Depression in the UK is very common. Most cases are managed in primary care with only the most severe requiring specialist assessment & treatment. Secondary care doctors will come across patients who are taking antidepressants on a regular basis.
The aim of this guideline is to provide a basis for the assessment of divers who wish to dive whilst taking antidepressants.
Depression is a condition where the patient experiences a disorder of mood. They complain of “being down”, unhappy, sad, tearful, poor sleep, feelings of hopelessness & worthlessness, poor concentration & decision making, occasionally thoughts of self harm & suicide. These symptoms are also observed by close friends & relatives.
The cardinal diagnostic features are
· Poor sleep
· A black cloud hanging over the day when they waken
· An inability to get pleasure from things such as hobbies that formerly provided pleasure
The full diagnostic features are listed in ICD10
The concerns are that a diver who is suffering from depression may not be able to function in the water due to anxiety, poor concentration & decision making, or the irrational decision to use diving as form of suicide. This would put the sufferer & his buddy at risk.

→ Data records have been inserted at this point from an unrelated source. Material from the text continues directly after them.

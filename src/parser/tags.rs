//! Per-tag disposition: isolated, deferred, or verbatim.

use crate::lexer::{TagData, Token, TokenKind};
use crate::rules::{
    self, ContentPolicy, EndTagPolicy, TagInvocation, TagRule,
};
use crate::trim;

use super::{Parser, StackEntry};

pub(super) fn invocation<'t>(tag: &'t TagData, content: &'t str) -> TagInvocation<'t> {
    TagInvocation {
        name: &tag.name,
        default: tag.default.as_deref(),
        params: &tag.params,
        content,
    }
}

impl<'a> Parser<'a> {
    pub(super) fn do_start_tag(&mut self, token: &Token<'a>) {
        let tag = token.tag.as_ref().expect("start token carries tag data");
        let table = self.rules;
        let Some(rule) = table.get(&tag.name) else {
            log::trace!(target: "bbmark.parser", "unknown tag [{}]", tag.name);
            self.push_literal(token.text);
            return;
        };

        // Repair the nesting first: if this tag is not legal in the
        // current class, close open tags back to the nearest legal
        // ancestor, or reject the tag outright when there is none.
        if !rule.allow_in.contains(self.current_class.as_set())
            && !self.rewind_to_class(rule.allow_in)
        {
            self.push_literal(token.text);
            return;
        }

        if rule.end_tag == EndTagPolicy::Prohibit {
            self.do_isolated_tag(token, tag, rule);
        } else if rule.content == ContentPolicy::Verbatim {
            self.do_verbatim_tag(token, tag, rule);
        } else {
            self.do_deferred_tag(token, tag, rule);
        }
    }

    /// An isolated tag never takes an end tag: check, render with empty
    /// content, and push the result without occupying a stack slot.
    fn do_isolated_tag(&mut self, token: &Token<'a>, tag: &TagData, rule: &TagRule) {
        let inv = invocation(tag, "");
        if !rules::check_tag(rule, self.cfg, &inv) {
            self.push_literal(token.text);
            return;
        }
        trim::pop_trailing(&rule.before_tag, &mut self.stack);
        match rules::output_tag(rule, self.cfg, &inv) {
            Some(rendered) => self.push(TokenKind::Text, rendered),
            None => {
                self.push_literal(token.text);
                return;
            }
        }
        trim::eat_input(&rule.after_tag, &mut self.lexer);
    }

    /// A deferred tag occupies one stack slot until its end tag arrives or
    /// a collapse forces it closed.
    fn do_deferred_tag(&mut self, token: &Token<'a>, tag: &TagData, rule: &TagRule) {
        let inv = invocation(tag, "");
        if !rules::check_tag(rule, self.cfg, &inv) {
            self.push_literal(token.text);
            return;
        }
        trim::pop_trailing(&rule.before_tag, &mut self.stack);
        let index = self.stack.len();
        self.stack.push(StackEntry {
            kind: TokenKind::StartTag,
            text: token.text.to_string(),
            tag: Some(tag.clone()),
            class: rule.class,
        });
        self.current_class = rule.class;
        self.start_tags
            .entry(tag.name.clone())
            .or_default()
            .push(index);
        trim::eat_input(&rule.after_tag, &mut self.lexer);
    }

    /// A verbatim tag consumes input byte-for-byte up to its literal end
    /// tag, with tag and comment detection suppressed. If input runs out
    /// first, the start tag is rejected as literal text and the cursor is
    /// rewound to just after it.
    fn do_verbatim_tag(&mut self, token: &Token<'a>, tag: &TagData, rule: &TagRule) {
        let inv = invocation(tag, "");
        if !rules::check_tag(rule, self.cfg, &inv) {
            self.push_literal(token.text);
            return;
        }

        let marker = self.lexer.marker();
        let end_text = format!("{}/{}{}", marker.begin(), tag.name, marker.end());
        let snapshot = self.lexer.save();
        self.lexer.set_verbatim(true);
        trim::eat_input(&rule.after_tag, &mut self.lexer);

        let mut body: Vec<Token<'a>> = Vec::new();
        let mut end_source: Option<&'a str> = None;
        loop {
            let tk = self.lexer.next_token();
            if tk.kind == TokenKind::Eof {
                break;
            }
            if tk.text.eq_ignore_ascii_case(&end_text) {
                end_source = Some(tk.text);
                break;
            }
            body.push(tk);
        }
        self.lexer.set_verbatim(false);

        let Some(end_source) = end_source else {
            self.lexer.restore(snapshot);
            self.push_literal(token.text);
            return;
        };

        trim::pop_trailing(&rule.before_endtag, &mut body);
        let content: String = body.iter().map(|tk| tk.text).collect();
        self.output_len += content.len();

        let mut closed = tag.clone();
        closed.has_end_tag = true;
        closed.end_tag_text = Some(end_source.to_string());
        let inv = invocation(&closed, &content);
        match rules::output_tag(rule, self.cfg, &inv) {
            Some(rendered) => {
                trim::pop_trailing(&rule.before_tag, &mut self.stack);
                self.push(TokenKind::Text, rendered);
                trim::eat_input(&rule.after_endtag, &mut self.lexer);
            }
            None => {
                let literal = format!("{}{content}{end_source}", token.text);
                self.push_literal(&literal);
            }
        }
    }

    pub(super) fn do_end_tag(&mut self, token: &Token<'a>) {
        let tag = token.tag.as_ref().expect("end token carries tag data");
        let name = tag.name.as_str();

        let Some(index) = self.start_tags.get(name).and_then(|v| v.last().copied()) else {
            // A start tag of this name may already have been force-closed
            // by a collapse; its stray end tag is swallowed exactly once.
            if let Some(count) = self.lost_start_tags.get_mut(name) {
                if *count > 0 {
                    *count -= 1;
                    log::trace!(target: "bbmark.parser", "swallowed stray [/{name}]");
                    return;
                }
            }
            self.push_literal(token.text);
            return;
        };
        let table = self.rules;
        let Some(rule) = table.get(name) else {
            self.push_literal(token.text);
            return;
        };

        trim::pop_trailing(&rule.before_endtag, &mut self.stack);
        let body = self.generate_output(index + 1);
        let mut entry = self.stack.pop().expect("matching start tag on stack");
        debug_assert_eq!(self.stack.len(), index);
        self.pop_start_loc(name, index);

        if let Some(start_tag) = entry.tag.as_mut() {
            start_tag.has_end_tag = true;
            start_tag.end_tag_text = Some(token.text.to_string());
        }
        self.current_class = self.compute_current_class();

        let start_tag = entry.tag.as_ref().expect("start entry carries tag data");
        let inv = invocation(start_tag, &body);
        let rendered = match rules::output_tag(rule, self.cfg, &inv) {
            Some(rendered) => rendered,
            None => format!(
                "{}{body}{}",
                self.escape_fragment(&entry.text),
                self.escape_fragment(token.text)
            ),
        };
        self.push(TokenKind::Text, rendered);
        trim::eat_input(&rule.after_endtag, &mut self.lexer);
    }
}
//! The output collapse: the tree walk without a tree.

use crate::lexer::TokenKind;
use crate::rules::{self, ClassSet, ContainmentClass, EndTagPolicy};
use crate::trim;

use super::tags::invocation;
use super::{Parser, StackEntry};

impl<'a> Parser<'a> {
    /// The class of the top stack entry, or the root class when empty.
    pub(super) fn compute_current_class(&self) -> ContainmentClass {
        self.stack
            .last()
            .map(|entry| entry.class)
            .unwrap_or(self.cfg.root_class)
    }

    /// Collapses every entry at or above `pos` into one rendered string,
    /// popping from the top. Text, whitespace and newline entries join the
    /// reversed buffer as-is. A pending start tag whose end tag may be
    /// omitted is resolved on the spot: its own end-tag trim runs against
    /// the buffer, everything collapsed so far becomes its body, and the
    /// buffer is replaced by the single rendered fragment. A `Required`
    /// policy additionally records a lost start tag so the stray end tag
    /// arriving later is swallowed instead of mis-rendered.
    pub(super) fn generate_output(&mut self, pos: usize) -> String {
        debug_assert!(pos <= self.stack.len());
        let mut collapsed: Vec<StackEntry> = Vec::new();
        while self.stack.len() > pos {
            let mut entry = self.stack.pop().expect("stack is non-empty");
            if entry.kind != TokenKind::StartTag {
                collapsed.push(entry);
                continue;
            }

            let name = entry
                .tag
                .as_ref()
                .map(|tag| tag.name.clone())
                .unwrap_or_default();
            self.pop_start_loc(&name, self.stack.len());
            let table = self.rules;
            match table.get(&name) {
                Some(rule) if rule.end_tag != EndTagPolicy::Prohibit => {
                    if rule.end_tag == EndTagPolicy::Required {
                        *self.lost_start_tags.entry(name.clone()).or_insert(0) += 1;
                    }
                    // The body's trailing whitespace sits at the front of
                    // the reversed buffer.
                    let skip = trim::skip_forward(&rule.before_endtag, &collapsed, 0);
                    let mut body = String::new();
                    for item in collapsed[skip..].iter().rev() {
                        body.push_str(&item.text);
                    }

                    if let Some(tag) = entry.tag.as_mut() {
                        tag.has_end_tag = true;
                        let marker = self.cfg.tag_marker;
                        tag.end_tag_text =
                            Some(format!("{}/{}{}", marker.begin(), tag.name, marker.end()));
                    }
                    let tag = entry.tag.as_ref().expect("start entry carries tag data");
                    let inv = invocation(tag, &body);
                    let rendered = match rules::output_tag(rule, self.cfg, &inv) {
                        Some(rendered) => rendered,
                        None => format!("{}{body}", self.escape_fragment(&entry.text)),
                    };
                    log::trace!(target: "bbmark.parser", "force-closed [{name}]");
                    collapsed.clear();
                    collapsed.push(StackEntry {
                        kind: TokenKind::Text,
                        text: rendered,
                        tag: None,
                        class: entry.class,
                    });
                }
                _ => {
                    // A start tag that never takes an end tag should never
                    // sit on the stack; flatten it to literal text.
                    let text = self.escape_fragment(&entry.text);
                    collapsed.push(StackEntry {
                        kind: TokenKind::Text,
                        text,
                        tag: None,
                        class: entry.class,
                    });
                }
            }
        }

        let mut out = String::new();
        for item in collapsed.iter().rev() {
            out.push_str(&item.text);
        }
        out
    }

    /// Class-violation repair: close open tags back to the nearest entry
    /// whose class is allowed (or the empty stack, when the root class is
    /// allowed). Returns `false` when no safe rewind point exists and the
    /// incoming tag must be rejected instead.
    pub(super) fn rewind_to_class(&mut self, allowed: ClassSet) -> bool {
        let mut pos = self.stack.len();
        while pos > 0 && !allowed.contains(self.stack[pos - 1].class.as_set()) {
            pos -= 1;
        }
        if pos == 0 && !allowed.contains(self.cfg.root_class.as_set()) {
            return false;
        }
        if pos < self.stack.len() {
            log::trace!(
                target: "bbmark.parser",
                "rewinding {} entr(ies) to reach {allowed:?}",
                self.stack.len() - pos
            );
            let collapsed = self.generate_output(pos);
            let class = self.compute_current_class();
            if !collapsed.is_empty() {
                self.stack.push(StackEntry {
                    kind: TokenKind::Text,
                    text: collapsed,
                    tag: None,
                    class,
                });
            }
            self.current_class = class;
        } else {
            self.current_class = self.compute_current_class();
        }
        true
    }

    /// Drops the location record for a start tag being popped at `index`.
    pub(super) fn pop_start_loc(&mut self, name: &str, index: usize) {
        if let Some(locations) = self.start_tags.get_mut(name) {
            debug_assert_eq!(locations.last().copied(), Some(index));
            locations.pop();
            if locations.is_empty() {
                self.start_tags.remove(name);
            }
        }
    }
}
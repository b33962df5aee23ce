//! Built-in tag rules and their named rendering handlers.
//!
//! The handlers here form the registry that [`RenderMode::Named`] resolves
//! against at registration time; hosts can reuse them when assembling
//! custom rule tables.

use std::sync::Arc;

use once_cell::sync::Lazy;
use regex::Regex;
use serde_json::Map;

use crate::config::Config;
use crate::template;
use crate::util;

use super::{
    CallbackResult, ClassSet, ContainmentClass, ContentPolicy, EndTagPolicy, RuleSet,
    TagAction, TagCallback, TagInvocation, TagRule,
};

/// Resolves a built-in handler by name.
pub(crate) fn registry(name: &str) -> Option<TagCallback> {
    let handler: fn(&Config, TagAction, &TagInvocation<'_>) -> CallbackResult = match name {
        "url" => url_tag,
        "email" => email_tag,
        "img" => img_tag,
        "size" => size_tag,
        "quote" => quote_tag,
        "list" => list_tag,
        "wiki" => wiki_tag,
        "rule" => rule_tag,
        _ => return None,
    };
    Some(Arc::new(handler))
}

/// The default rule table.
pub fn default_rule_set() -> RuleSet {
    let mut set = RuleSet::empty();
    let mut add = |name: &str, rule: TagRule| {
        set.add_rule(name, rule)
            .expect("default rule table is valid");
    };

    add("b", TagRule::simple("<b>", "</b>"));
    add("i", TagRule::simple("<i>", "</i>"));
    add("u", TagRule::simple("<u>", "</u>"));
    add("s", TagRule::simple("<s>", "</s>"));
    add("sub", TagRule::simple("<sub>", "</sub>"));
    add("sup", TagRule::simple("<sup>", "</sup>"));

    add(
        "font",
        TagRule::enhanced(r#"<span style="font-family:{$_default/tw}">{$_content/v}</span>"#)
            .allow("_default", r"^[\w, -]+$"),
    );
    add(
        "color",
        TagRule::enhanced(r#"<span style="color:{$_default/tw}">{$_content/v}</span>"#)
            .allow("_default", r"^#?[a-zA-Z0-9]+$"),
    );
    add("size", TagRule::named("size"));
    add(
        "acronym",
        TagRule::enhanced(r#"<acronym title="{$_default/e}">{$_content/v}</acronym>"#),
    );

    add(
        "url",
        TagRule::named("url")
            .class(ContainmentClass::Link)
            .allow_in(ClassSet::INLINE_CONTEXT.difference(ClassSet::LINK))
            .content(ContentPolicy::Required)
            .plain(r#"<a href="{$link/e}">"#, "</a>")
            .plain_content(&["_content", "_default"])
            .plain_link(&["_default", "_content"]),
    );
    add(
        "email",
        TagRule::named("email")
            .class(ContainmentClass::Link)
            .allow_in(ClassSet::INLINE_CONTEXT.difference(ClassSet::LINK))
            .content(ContentPolicy::Required)
            .plain_content(&["_content", "_default"]),
    );
    add(
        "wiki",
        TagRule::named("wiki")
            .class(ContainmentClass::Link)
            .allow_in(ClassSet::INLINE_CONTEXT.difference(ClassSet::LINK))
            .end_tag(EndTagPolicy::Prohibit)
            .content(ContentPolicy::Prohibit)
            .plain_content(&["title", "_default"]),
    );
    add(
        "img",
        TagRule::named("img")
            .class(ContainmentClass::Image)
            .content(ContentPolicy::Required)
            .plain_content(&["alt"]),
    );

    add(
        "rule",
        TagRule::named("rule")
            .class(ContainmentClass::Block)
            .allow_in(ClassSet::BLOCK_CONTEXT)
            .end_tag(EndTagPolicy::Prohibit)
            .content(ContentPolicy::Prohibit)
            .trim_tag("sns", "sns")
            .plain("\n", "\n"),
    );
    add(
        "br",
        TagRule::simple("<br />\n", "")
            .end_tag(EndTagPolicy::Prohibit)
            .content(ContentPolicy::Prohibit)
            .plain("\n", ""),
    );

    add(
        "center",
        TagRule::simple(r#"<div class="bbcode_center" style="text-align:center">"#, "</div>")
            .class(ContainmentClass::Block)
            .allow_in(ClassSet::BLOCK_CONTEXT)
            .trim_all()
            .plain("\n", "\n"),
    );
    add(
        "left",
        TagRule::simple(r#"<div class="bbcode_left" style="text-align:left">"#, "</div>")
            .class(ContainmentClass::Block)
            .allow_in(ClassSet::BLOCK_CONTEXT)
            .trim_all()
            .plain("\n", "\n"),
    );
    add(
        "right",
        TagRule::simple(r#"<div class="bbcode_right" style="text-align:right">"#, "</div>")
            .class(ContainmentClass::Block)
            .allow_in(ClassSet::BLOCK_CONTEXT)
            .trim_all()
            .plain("\n", "\n"),
    );
    add(
        "indent",
        TagRule::simple(r#"<div class="bbcode_indent">"#, "</div>")
            .class(ContainmentClass::Block)
            .allow_in(ClassSet::BLOCK_CONTEXT)
            .trim_all()
            .plain("\n", "\n"),
    );

    add(
        "columns",
        TagRule::simple(
            r#"<table class="bbcode_columns"><tbody><tr><td class="bbcode_column">"#,
            "</td></tr></tbody></table>",
        )
        .class(ContainmentClass::Columns)
        .allow_in(ClassSet::BLOCK_CONTEXT)
        .trim_all()
        .plain("\n", "\n"),
    );
    add(
        "nextcol",
        TagRule::simple(r#"</td><td class="bbcode_column">"#, "")
            .class(ContainmentClass::NextCol)
            .allow_in(ClassSet::COLUMNS)
            .end_tag(EndTagPolicy::Prohibit)
            .content(ContentPolicy::Prohibit)
            .trim_tag("sns", "sns")
            .plain("\n", ""),
    );

    add(
        "code",
        TagRule::enhanced(r#"<div class="bbcode_code"><pre>{$_content/h}</pre></div>"#)
            .class(ContainmentClass::Code)
            .allow_in(ClassSet::BLOCK_CONTEXT)
            .content(ContentPolicy::Verbatim)
            .trim_all()
            .plain("\n", "\n"),
    );
    add(
        "quote",
        TagRule::named("quote")
            .class(ContainmentClass::Block)
            .allow_in(ClassSet::BLOCK_CONTEXT)
            .content(ContentPolicy::Required)
            .trim_all()
            .plain("\n", "\n"),
    );
    add(
        "list",
        TagRule::named("list")
            .class(ContainmentClass::List)
            .allow_in(ClassSet::BLOCK_CONTEXT.union(ClassSet::LIST_ITEM))
            .content(ContentPolicy::Required)
            .trim_all()
            .plain("\n", "\n"),
    );
    add(
        "*",
        TagRule::simple("<li>", "</li>")
            .class(ContainmentClass::ListItem)
            .allow_in(ClassSet::LIST)
            .end_tag(EndTagPolicy::Optional)
            .trim_all()
            .plain("\n", ""),
    );

    set
}

static LOCAL_IMG: Lazy<Regex> =
    Lazy::new(|| Regex::new(r"(?i)^[\w ./+-]+\.(gif|jpe?g|png|webp|svg)$").unwrap());

static WIKI_NAME: Lazy<Regex> = Lazy::new(|| Regex::new(r"^[^\x00-\x1F]{1,80}$").unwrap());

static LIST_STYLE: Lazy<Regex> =
    Lazy::new(|| Regex::new(r"^(?:[1aAiI]|circle|square|disc)$").unwrap());

fn str_value(key: &str, value: &str, map: &mut Map<String, serde_json::Value>) {
    map.insert(key.to_string(), serde_json::Value::String(value.to_string()));
}

/// ` target="..."` for link tags, honoring the forced target and the
/// targetable toggle.
fn link_target(cfg: &Config, inv: &TagInvocation<'_>) -> String {
    let target = match (&cfg.url_target, cfg.url_targetable) {
        (Some(forced), _) => Some(forced.as_str()),
        (None, true) => inv.param("target"),
        (None, false) => None,
    };
    match target {
        Some(t) if !t.is_empty() => format!(
            " target=\"{}\"",
            html_escape::encode_double_quoted_attribute(t)
        ),
        _ => String::new(),
    }
}

fn url_tag(cfg: &Config, action: TagAction, inv: &TagInvocation<'_>) -> CallbackResult {
    match action {
        TagAction::Check => match inv.default {
            Some(d) if !util::is_valid_url(d) => CallbackResult::Reject,
            _ => CallbackResult::Accept,
        },
        TagAction::Output => {
            let url = match inv.default {
                Some(d) => d.trim().to_string(),
                None => util::unescape_html(inv.content).trim().to_string(),
            };
            if !util::is_valid_url(&url) {
                return CallbackResult::Reject;
            }
            let content = if inv.content.is_empty() {
                util::escape_html(&url, false)
            } else {
                inv.content.to_string()
            };
            let mut values = Map::new();
            str_value("url", &url, &mut values);
            str_value("target", &link_target(cfg, inv), &mut values);
            str_value("content", &content, &mut values);
            CallbackResult::Rendered(template::fill(&cfg.url_template, &values, None))
        }
    }
}

fn email_tag(cfg: &Config, action: TagAction, inv: &TagInvocation<'_>) -> CallbackResult {
    match action {
        TagAction::Check => match inv.default {
            Some(d) if !util::is_valid_email(d) => CallbackResult::Reject,
            _ => CallbackResult::Accept,
        },
        TagAction::Output => {
            let email = match inv.default {
                Some(d) => d.trim().to_string(),
                None => util::unescape_html(inv.content).trim().to_string(),
            };
            if !util::is_valid_email(&email) {
                return CallbackResult::Reject;
            }
            let content = if inv.content.is_empty() {
                util::escape_html(&email, false)
            } else {
                inv.content.to_string()
            };
            let mut values = Map::new();
            str_value("email", &email, &mut values);
            str_value("content", &content, &mut values);
            CallbackResult::Rendered(template::fill(&cfg.email_template, &values, None))
        }
    }
}

fn img_tag(cfg: &Config, action: TagAction, inv: &TagInvocation<'_>) -> CallbackResult {
    match action {
        TagAction::Check => CallbackResult::Accept,
        TagAction::Output => {
            let src = util::unescape_html(inv.content);
            let src = src.trim();
            if src.is_empty() {
                return CallbackResult::Reject;
            }
            let src = if util::is_valid_url(src) {
                src.to_string()
            } else if LOCAL_IMG.is_match(src) && !src.contains("..") {
                format!("{}/{src}", cfg.local_img_url.trim_end_matches('/'))
            } else {
                return CallbackResult::Reject;
            };

            let alt = match inv.param("alt") {
                Some(alt) if !alt.is_empty() => alt.to_string(),
                _ => util::basename(&src).to_string(),
            };
            let mut dims = String::new();
            if let (Some(w), Some(h)) = (
                inv.param("width").and_then(|v| v.parse::<u32>().ok()),
                inv.param("height").and_then(|v| v.parse::<u32>().ok()),
            ) {
                dims = format!(" width=\"{w}\" height=\"{h}\"");
            }
            CallbackResult::Rendered(format!(
                r#"<img src="{}" alt="{}"{dims} class="bbcode_img" />"#,
                html_escape::encode_double_quoted_attribute(&src),
                html_escape::encode_double_quoted_attribute(&alt),
            ))
        }
    }
}

fn size_tag(_cfg: &Config, action: TagAction, inv: &TagInvocation<'_>) -> CallbackResult {
    const SIZES: [&str; 7] = ["0.6em", "0.75em", "1em", "1.25em", "1.5em", "2em", "3em"];
    let index = inv
        .default
        .and_then(|d| d.parse::<usize>().ok())
        .filter(|n| (1..=SIZES.len()).contains(n));
    match action {
        TagAction::Check => match index {
            Some(_) => CallbackResult::Accept,
            None => CallbackResult::Reject,
        },
        TagAction::Output => match index {
            Some(n) => CallbackResult::Rendered(format!(
                r#"<span style="font-size:{}">{}</span>"#,
                SIZES[n - 1],
                inv.content
            )),
            None => CallbackResult::Reject,
        },
    }
}

fn quote_tag(cfg: &Config, action: TagAction, inv: &TagInvocation<'_>) -> CallbackResult {
    match action {
        TagAction::Check => CallbackResult::Accept,
        TagAction::Output => {
            let title = match inv.default {
                Some(who) if !who.trim().is_empty() => format!("{} wrote:", who.trim()),
                _ => "Quote:".to_string(),
            };
            let mut values = Map::new();
            str_value("title", &title, &mut values);
            str_value("content", inv.content, &mut values);
            CallbackResult::Rendered(template::fill(&cfg.quote_template, &values, None))
        }
    }
}

fn list_tag(_cfg: &Config, action: TagAction, inv: &TagInvocation<'_>) -> CallbackResult {
    let style = inv.default.filter(|d| !d.is_empty());
    match action {
        TagAction::Check => match style {
            Some(s) if !LIST_STYLE.is_match(s) => CallbackResult::Reject,
            _ => CallbackResult::Accept,
        },
        TagAction::Output => {
            let (open, close) = match style {
                None => (r#"<ul class="bbcode_list">"#.to_string(), "</ul>"),
                Some(s) => {
                    let list_type = match s {
                        "1" => "decimal",
                        "a" => "lower-alpha",
                        "A" => "upper-alpha",
                        "i" => "lower-roman",
                        "I" => "upper-roman",
                        "circle" | "square" | "disc" => s,
                        _ => return CallbackResult::Reject,
                    };
                    let element = if matches!(s, "circle" | "square" | "disc") {
                        "ul"
                    } else {
                        "ol"
                    };
                    (
                        format!(
                            r#"<{element} class="bbcode_list" style="list-style-type:{list_type}">"#
                        ),
                        if element == "ul" { "</ul>" } else { "</ol>" },
                    )
                }
            };
            CallbackResult::Rendered(format!("{open}{}{close}", inv.content))
        }
    }
}

fn wiki_tag(cfg: &Config, action: TagAction, inv: &TagInvocation<'_>) -> CallbackResult {
    let name = inv.default.map(str::trim).unwrap_or("");
    if name.is_empty() || !WIKI_NAME.is_match(name) {
        return CallbackResult::Reject;
    }
    match action {
        TagAction::Check => CallbackResult::Accept,
        TagAction::Output => {
            let title = match inv.param("title") {
                Some(t) if !t.is_empty() => t,
                _ => name,
            };
            let mut values = Map::new();
            str_value("wikiURL", &cfg.wiki_url, &mut values);
            str_value("name", name, &mut values);
            str_value("title", title, &mut values);
            CallbackResult::Rendered(template::fill(&cfg.wiki_template, &values, None))
        }
    }
}

fn rule_tag(cfg: &Config, action: TagAction, _inv: &TagInvocation<'_>) -> CallbackResult {
    match action {
        TagAction::Check => CallbackResult::Accept,
        TagAction::Output => CallbackResult::Rendered(cfg.rule_html.clone()),
    }
}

There are also concerns about theoretical risks of diving whilst taking antidepressants.
However a patient who’s depression has “lifted “ & is now clinically cured but requires antidepressants to maintain that state of well being can probably dive safely.
Divers who are taking antidepressants must satisfy the following criteria:
- Patients should only dive on the newer antidepressants. The older tricyclics reduce the fit threshold, can cause dysrythmias & are sedative. Modern antidepressants such as the SSRIs citalopram, fluoxetine & paroxetine have a low seizure rate of <0.1% compared with the general population. They are also non sedating & do not appear to impair cognitive function.
- They should only be on one psychotropic medication.
- They should have been used for a minimum of three months before diving to allow for resolution of side effects e.g. heightened arousal & anxiety.
- The condition for which they were prescribed should have resolved & treatment should be in the maintenance phase. This means that they should have returned to work & normal daily life.
- There must be no history of upward mood swings associated with loss of judgement. For upward mood swings to be significant they have to be persistent for at least four days with an unequivocal change in functional mood observed by others. The symptoms include decreased need for sleep, racing thoughts and excessive involvement in pleasurable activities that have a high potential for painful consequences. Thus a history indicating loss of judgement with unrestrained buying sprees, sexual indiscretions etc are incompatible with diving. Antidepressants are known to worsen this condition.
- There is a significant relapse rate when stopping antidepressants. Following withdrawal, further information regarding the patient’s mental health will need to be obtained from the GP. The patient should also not dive during the withdrawal phase. For short acting antidepressants such as Paroxetine, the suggested period is six weeks.
- Diving on second line antidepressants such as Mirtazepine may be considered provided the diver meets the above criteria. An initial depth restriction of 20m is advised to ensure there are no interactions with the medication and pressure. No decompression limits are also advised to permit direct return to the surface if necessary.
There is a small but significant inhibition in coagulation in some patients taking SSRIs. This would exacerbate the bleeding phase of DCI. It may also make the bleeding associated with barotrauma worse. It is therefore recommended that the maximum depth should be an E.A.D of 30 meters to minimise the risk of DCI & the slight theoretic risk that they might increase narcosis.
We would expect the referee having contacted the diver & taken an appropriate history. To write to the patients GP requesting that the questionnaire is filled out. On this basis the referee may be able to sign the form without seeing the patient if there is any doubt the referee will have to see the patient.